Doch Stevenson war auch Verfasser von zahlreichen Reiseerzählungen, historischen Romanen, Essays, Kindergedichten und Balladen. Bis heute ist Stevensons Strahlkraft zu spüren, und das nicht nur in der Bücherwelt. Auch in Piraten-, Abenteuer- und Horrorfilmen und in der allgemeinen Popkultur haben Stevensons literarische Themen deutliche Spuren hinterlassen. Was macht die andauernde Wirkung seiner Werke aus?

Lungenleiden mit Folgen

Stevenson wurde 1850 in Edinburgh als Sohn des Leuchtturmingenieurs Thomas Stevenson und Margaret Isabella Balfour geboren. Seit seiner Kindheit litt er unter chronischen Lungenproblemen, die ihn oft wochenlang ans Bett fesselten. Er flüchtete sich in fremde Welten, die er mit seinem geliebten Spielzeugtheater visualisierte und schrieb schon als Kind zahlreiche Geschichten und Aufsätze.
Obwohl ihm schon in seiner Kindheit klar war, dass er Schriftsteller werden wollte, folgte Stevenson zunächst der Tradition der väterlichen Seite seiner Familie und studierte Ingenieurwesen.

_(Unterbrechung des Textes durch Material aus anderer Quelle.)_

use anyhow::Result;

use rapport::config::RapportConfig;
use rapport::memory::search::SearchRequest;
use rapport::memory::types::MemoryType;

/// Search a partner's memories and print ranked results.
pub async fn search(
    config: &RapportConfig,
    partner_id: String,
    query: String,
    memory_types: Vec<MemoryType>,
    limit: Option<usize>,
    min_importance: f64,
) -> Result<()> {
    let service = super::open_service(config, super::Purpose::Search)?;

    let request = SearchRequest {
        partner_id,
        query,
        memory_types: (!memory_types.is_empty()).then_some(memory_types),
        limit,
        min_importance,
    };

    let response = service.search_memories(request).await?;
    super::print_json(&response)
}
mod helpers;

use std::sync::Arc;
use std::time::Duration;

use serde_json::json;

use helpers::{FailingEmbedder, Failure, FakeExtractor};
use rapport::memory::episodes::{EpisodeQuery, EpisodeStore};
use rapport::memory::extractor::{EpisodeRequest, SummaryRequest};
use rapport::memory::metrics::MetricsStore;
use rapport::memory::store::MemoryStore;
use rapport::memory::types::{MemoryType, MessageSender, SummaryType};
use rapport::memory::MemoryError;

fn request(partner_id: &str, message_ids: Vec<String>) -> SummaryRequest {
    SummaryRequest {
        partner_id: partner_id.to_string(),
        message_ids,
        summary_type: SummaryType::Daily,
        episode: None,
    }
}

fn work_payload() -> serde_json::Value {
    json!({
        "summary": "Talked about a hard week at the hospital",
        "memories": [
            {"type": "fact", "content": "Works as a nurse", "importance": 8, "emotionalWeight": 3,
             "tags": ["work", "hospital"], "relatedPeople": []},
            {"type": "emotion", "content": "Exhausted after night shifts", "importance": 6, "emotionalWeight": 7,
             "tags": ["work"]},
            {"type": "relationship", "content": "Sister Mika visits on Sundays", "importance": 12,
             "emotionalWeight": -14, "relatedPeople": ["Mika"]}
        ],
        "episodes": [
            {"title": "First solo night shift", "summary": "Nervous but proud", "emotionalWeight": 7,
             "tags": ["work"]}
        ]
    })
}

fn conversation() -> Vec<(MessageSender, &'static str)> {
    vec![
        (MessageSender::User, "I'm a nurse and this week was rough"),
        (MessageSender::Partner, "That sounds exhausting. What happened?"),
        (MessageSender::User, "Night shifts. My sister Mika helps on Sundays"),
    ]
}

#[tokio::test]
async fn empty_message_list_fails_without_calling_extractor() {
    let (store, partner) = helpers::store_with_partner("Aoi");
    let extractor = FakeExtractor::responding(work_payload());
    let service = helpers::service(&store, extractor.clone());

    let err = service.create_summary(request(&partner.id, vec![])).await.unwrap_err();

    assert!(matches!(err, MemoryError::NotFound(_)));
    assert_eq!(extractor.calls(), 0);
}

#[tokio::test]
async fn missing_partner_is_not_found() {
    let (store, partner) = helpers::store_with_partner("Aoi");
    let ids = helpers::seed_messages(&store, &partner.id, &conversation());
    let extractor = FakeExtractor::responding(work_payload());
    let service = helpers::service(&store, extractor.clone());

    let err = service.create_summary(request("ghost", ids)).await.unwrap_err();

    assert!(matches!(err, MemoryError::NotFound(_)));
    assert_eq!(extractor.calls(), 0);
}

#[tokio::test]
async fn messages_of_another_partner_are_ignored() {
    let (store, partner) = helpers::store_with_partner("Aoi");
    let other = store.create_partner("user-1", "Ren").unwrap();
    let ids = helpers::seed_messages(&store, &other.id, &conversation());
    let extractor = FakeExtractor::responding(work_payload());
    let service = helpers::service(&store, extractor.clone());

    let err = service.create_summary(request(&partner.id, ids)).await.unwrap_err();

    assert!(matches!(err, MemoryError::NotFound(_)));
    assert_eq!(extractor.calls(), 0);
}

#[tokio::test]
async fn unknown_message_ids_are_not_found() {
    let (store, partner) = helpers::store_with_partner("Aoi");
    let extractor = FakeExtractor::responding(work_payload());
    let service = helpers::service(&store, extractor.clone());

    let err = service
        .create_summary(request(&partner.id, vec!["nope".into()]))
        .await
        .unwrap_err();
    assert!(matches!(err, MemoryError::NotFound(_)));
}

#[tokio::test]
async fn transcript_is_chronological_with_speaker_labels() {
    let (store, partner) = helpers::store_with_partner("Aoi");
    let mut ids = helpers::seed_messages(&store, &partner.id, &conversation());
    ids.reverse();
    let extractor = FakeExtractor::responding(work_payload());
    let service = helpers::service(&store, extractor.clone());

    service.create_summary(request(&partner.id, ids)).await.unwrap();

    assert_eq!(
        extractor.last_transcript().unwrap(),
        "User: I'm a nurse and this week was rough\n\
         Aoi: That sounds exhausting. What happened?\n\
         User: Night shifts. My sister Mika helps on Sundays"
    );
    let instructions = extractor.last_instructions().unwrap();
    assert!(instructions.contains("Partner name: Aoi"));
    assert!(instructions.contains("Summary type: daily"));
}

#[tokio::test]
async fn memories_are_persisted_clamped_and_embedded() {
    let (store, partner) = helpers::store_with_partner("Aoi");
    let ids = helpers::seed_messages(&store, &partner.id, &conversation());
    let service = helpers::service(&store, FakeExtractor::responding(work_payload()));

    let response = service.create_summary(request(&partner.id, ids)).await.unwrap();

    assert!(response.success);
    assert_eq!(response.summary_text, "Talked about a hard week at the hospital");
    assert_eq!(response.memories_created.len(), 3);

    let sister = &response.memories_created[2];
    assert_eq!(sister.memory_type, MemoryType::Relationship);
    assert_eq!(sister.importance, 10.0);
    assert_eq!(sister.emotional_weight, -10.0);
    assert_eq!(sister.related_people, vec!["Mika".to_string()]);

    let stored = store.find_recent(&partner.id, 0.0, 10).unwrap();
    assert_eq!(stored.len(), 3);
    for m in &stored {
        assert!((0.0..=10.0).contains(&m.importance));
        assert!((-10.0..=10.0).contains(&m.emotional_weight));
    }
    let nurse = stored.iter().find(|m| m.content == "Works as a nurse").unwrap();
    assert_eq!(nurse.vector, helpers::keyword_vector("Works as a nurse"));
}

#[tokio::test]
async fn important_memories_bump_shared_counter() {
    let (store, partner) = helpers::store_with_partner("Aoi");
    let ids = helpers::seed_messages(&store, &partner.id, &conversation());
    let service = helpers::service(&store, FakeExtractor::responding(work_payload()));

    service.create_summary(request(&partner.id, ids)).await.unwrap();

    // importance 8 and 12 (clamped to 10) qualify, 6 does not
    let metrics = store.find_metrics(&partner.id).unwrap().unwrap();
    assert_eq!(metrics.shared_memories, 2);
}

#[tokio::test]
async fn proposed_episodes_are_stored_without_counter_bump() {
    let (store, partner) = helpers::store_with_partner("Aoi");
    let ids = helpers::seed_messages(&store, &partner.id, &conversation());
    let payload = json!({
        "summary": "Small talk",
        "memories": [],
        "episodes": [
            {"title": "Rainy walk", "summary": "Shared an umbrella", "emotionalWeight": 6},
            {"title": "Karaoke", "description": "Sang badly together", "emotionalWeight": 14,
             "participants": ["Aoi", "User", "Mika"], "tags": ["music"]}
        ]
    });
    let service = helpers::service(&store, FakeExtractor::responding(payload));

    let response = service.create_summary(request(&partner.id, ids)).await.unwrap();

    assert_eq!(response.episodes_created.len(), 2);
    let walk = &response.episodes_created[0];
    assert_eq!(walk.participants, vec!["Aoi".to_string()]);
    assert!(walk.tags.is_empty());
    let karaoke = &response.episodes_created[1];
    assert_eq!(karaoke.description, "Sang badly together");
    assert_eq!(karaoke.emotional_weight, 10.0);
    assert_eq!(karaoke.participants.len(), 3);

    assert!(store.find_metrics(&partner.id).unwrap().is_none());
}

#[tokio::test]
async fn explicit_episode_replaces_proposed_ones() {
    let (store, partner) = helpers::store_with_partner("Aoi");
    let ids = helpers::seed_messages(&store, &partner.id, &conversation());
    let service = helpers::service(&store, FakeExtractor::responding(work_payload()));

    let mut req = request(&partner.id, ids);
    req.summary_type = SummaryType::Episode;
    req.episode = Some(EpisodeRequest {
        title: "The hard week".into(),
        description: None,
    });
    let response = service.create_summary(req).await.unwrap();

    assert_eq!(response.episodes_created.len(), 1);
    let episode = &response.episodes_created[0];
    assert_eq!(episode.title, "The hard week");
    assert_eq!(episode.description, "Talked about a hard week at the hospital");
    assert_eq!(episode.emotional_weight, 8.0);
    assert_eq!(episode.tags, vec!["work".to_string(), "hospital".to_string()]);
    assert_eq!(episode.participants, vec!["Aoi".to_string(), "User".to_string()]);

    let stored = store.find_episodes(&partner.id, &EpisodeQuery::default()).unwrap();
    assert_eq!(stored.len(), 1);

    // two important memories plus the explicit episode
    let metrics = store.find_metrics(&partner.id).unwrap().unwrap();
    assert_eq!(metrics.shared_memories, 3);
}

#[tokio::test]
async fn explicit_episode_without_memories_has_no_tags() {
    let (store, partner) = helpers::store_with_partner("Aoi");
    let ids = helpers::seed_messages(&store, &partner.id, &conversation());
    let service = helpers::service(
        &store,
        FakeExtractor::responding(json!({"summary": "Quiet evening", "memories": []})),
    );

    let mut req = request(&partner.id, ids);
    req.episode = Some(EpisodeRequest {
        title: "Quiet evening".into(),
        description: Some("Watched the rain".into()),
    });
    let response = service.create_summary(req).await.unwrap();

    let episode = &response.episodes_created[0];
    assert_eq!(episode.description, "Watched the rain");
    assert!(episode.tags.is_empty());
}

#[tokio::test]
async fn blank_explicit_description_falls_back_to_summary() {
    let (store, partner) = helpers::store_with_partner("Aoi");
    let service = helpers::service(
        &store,
        FakeExtractor::responding(json!({"summary": "Quiet evening", "memories": []})),
    );

    for description in ["", "   "] {
        let ids = helpers::seed_messages(&store, &partner.id, &conversation());
        let mut req = request(&partner.id, ids);
        req.episode = Some(EpisodeRequest {
            title: "Rainy night".into(),
            description: Some(description.into()),
        });
        let response = service.create_summary(req).await.unwrap();

        assert_eq!(response.episodes_created[0].description, "Quiet evening");
    }
}

#[tokio::test]
async fn blank_explicit_title_is_invalid() {
    let (store, partner) = helpers::store_with_partner("Aoi");
    let ids = helpers::seed_messages(&store, &partner.id, &conversation());
    let extractor = FakeExtractor::responding(work_payload());
    let service = helpers::service(&store, extractor.clone());

    let mut req = request(&partner.id, ids);
    req.episode = Some(EpisodeRequest {
        title: "  ".into(),
        description: None,
    });
    let err = service.create_summary(req).await.unwrap_err();

    assert!(matches!(err, MemoryError::InvalidInput(_)));
    assert_eq!(extractor.calls(), 0);
}

#[tokio::test]
async fn timeout_persists_nothing() {
    let (store, partner) = helpers::store_with_partner("Aoi");
    let ids = helpers::seed_messages(&store, &partner.id, &conversation());
    let service = helpers::service(&store, FakeExtractor::hanging(Duration::from_secs(5)));

    let err = service.create_summary(request(&partner.id, ids)).await.unwrap_err();

    assert!(matches!(err, MemoryError::ExtractionTimeout(_)));
    assert!(err.is_retryable());
    assert_eq!(helpers::count_rows(&store, "memories"), 0);
    assert_eq!(helpers::count_rows(&store, "episode_memories"), 0);
}

#[tokio::test]
async fn malformed_output_persists_nothing() {
    let (store, partner) = helpers::store_with_partner("Aoi");
    let ids = helpers::seed_messages(&store, &partner.id, &conversation());
    // second memory has an unknown type; the first must not be written either
    let service = helpers::service(
        &store,
        FakeExtractor::responding(json!({
            "summary": "s",
            "memories": [
                {"type": "fact", "content": "ok", "importance": 5, "emotionalWeight": 1},
                {"type": "gossip", "content": "bad", "importance": 5, "emotionalWeight": 1}
            ]
        })),
    );

    let err = service.create_summary(request(&partner.id, ids)).await.unwrap_err();

    assert!(matches!(err, MemoryError::ExtractionParse(_)));
    assert!(!err.is_retryable());
    assert_eq!(helpers::count_rows(&store, "memories"), 0);
}

#[tokio::test]
async fn non_json_output_is_parse_error() {
    let (store, partner) = helpers::store_with_partner("Aoi");
    let ids = helpers::seed_messages(&store, &partner.id, &conversation());
    let service = helpers::service(&store, FakeExtractor::raw("I'm sorry, I can't do that"));

    let err = service.create_summary(request(&partner.id, ids)).await.unwrap_err();
    assert!(matches!(err, MemoryError::ExtractionParse(_)));
}

#[tokio::test]
async fn provider_failures_map_by_cause() {
    let cases = [
        (Failure::RateLimited, true),
        (Failure::Auth, false),
        (Failure::Provider, true),
    ];
    for (failure, retryable) in cases {
        let (store, partner) = helpers::store_with_partner("Aoi");
        let ids = helpers::seed_messages(&store, &partner.id, &conversation());
        let service = helpers::service(&store, FakeExtractor::failing(failure));

        let err = service.create_summary(request(&partner.id, ids)).await.unwrap_err();
        match failure {
            Failure::RateLimited => assert!(matches!(err, MemoryError::ExtractionRateLimit)),
            Failure::Auth => assert!(matches!(err, MemoryError::ExtractionAuth(_))),
            Failure::Provider => assert!(matches!(err, MemoryError::ExtractionProvider(_))),
        }
        assert_eq!(err.is_retryable(), retryable);
        assert_eq!(helpers::count_rows(&store, "memories"), 0);
    }
}

#[tokio::test]
async fn embedding_failure_stores_empty_vectors() {
    let (store, partner) = helpers::store_with_partner("Aoi");
    let ids = helpers::seed_messages(&store, &partner.id, &conversation());
    let service = helpers::service_with(
        &store,
        Arc::new(FailingEmbedder),
        FakeExtractor::responding(work_payload()),
        &helpers::test_config(),
    );

    let response = service.create_summary(request(&partner.id, ids)).await.unwrap();

    assert_eq!(response.memories_created.len(), 3);
    let stored = store.find_recent(&partner.id, 0.0, 10).unwrap();
    assert!(stored.iter().all(|m| m.vector.is_empty()));
}

#[tokio::test]
async fn concurrent_calls_for_one_partner_both_complete() {
    let (store, partner) = helpers::store_with_partner("Aoi");
    let first = helpers::seed_messages(&store, &partner.id, &conversation());
    let second = helpers::seed_messages(&store, &partner.id, &conversation());
    let service = Arc::new(helpers::service(&store, FakeExtractor::responding(work_payload())));

    let a = {
        let service = Arc::clone(&service);
        let req = request(&partner.id, first);
        tokio::spawn(async move { service.create_summary(req).await })
    };
    let b = {
        let service = Arc::clone(&service);
        let req = request(&partner.id, second);
        tokio::spawn(async move { service.create_summary(req).await })
    };

    assert!(a.await.unwrap().is_ok());
    assert!(b.await.unwrap().is_ok());
    assert_eq!(helpers::count_rows(&store, "memories"), 6);
    assert_eq!(store.find_metrics(&partner.id).unwrap().unwrap().shared_memories, 4);
}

Nach kurzer Zeit wechselte er zu Jura, vermutlich aus gesundheitlichen Gründen. Mit 25 Jahren wurde er Advokat. Seine Leidenschaft fürs Schreiben ließ ihn nicht los. Er notierte einmal: „Schreiben bedeutet für den erwachsenen Mann das, was einem Kind das Spielen ist.“

Weltreisender auf wackligen Beinen

Schon als Kind besuchte Stevenson mit seinen Eltern zahlreiche Bäder und Heilanstalten überall in Europa, unter anderem auch in Deutschland. Später durchwanderte er Schottland und England, bereiste mit einem Kanu Nordfrankreich und Belgien, durchstreifte 1878 mit einem Esel die Cevennen, besuchte Davos im Winter und die Cote d'Azur im Frühling.
Stevenson überquerte mit einem Einwandererschiff den Atlantik, reiste mit Eisenbahn und Postkutsche quer durch die USA und segelte mit einer Schonerjacht zwei Jahre lang durch die Südsee, wo er sich schließlich 1890 mit seiner Familie auf Samoa niederließ.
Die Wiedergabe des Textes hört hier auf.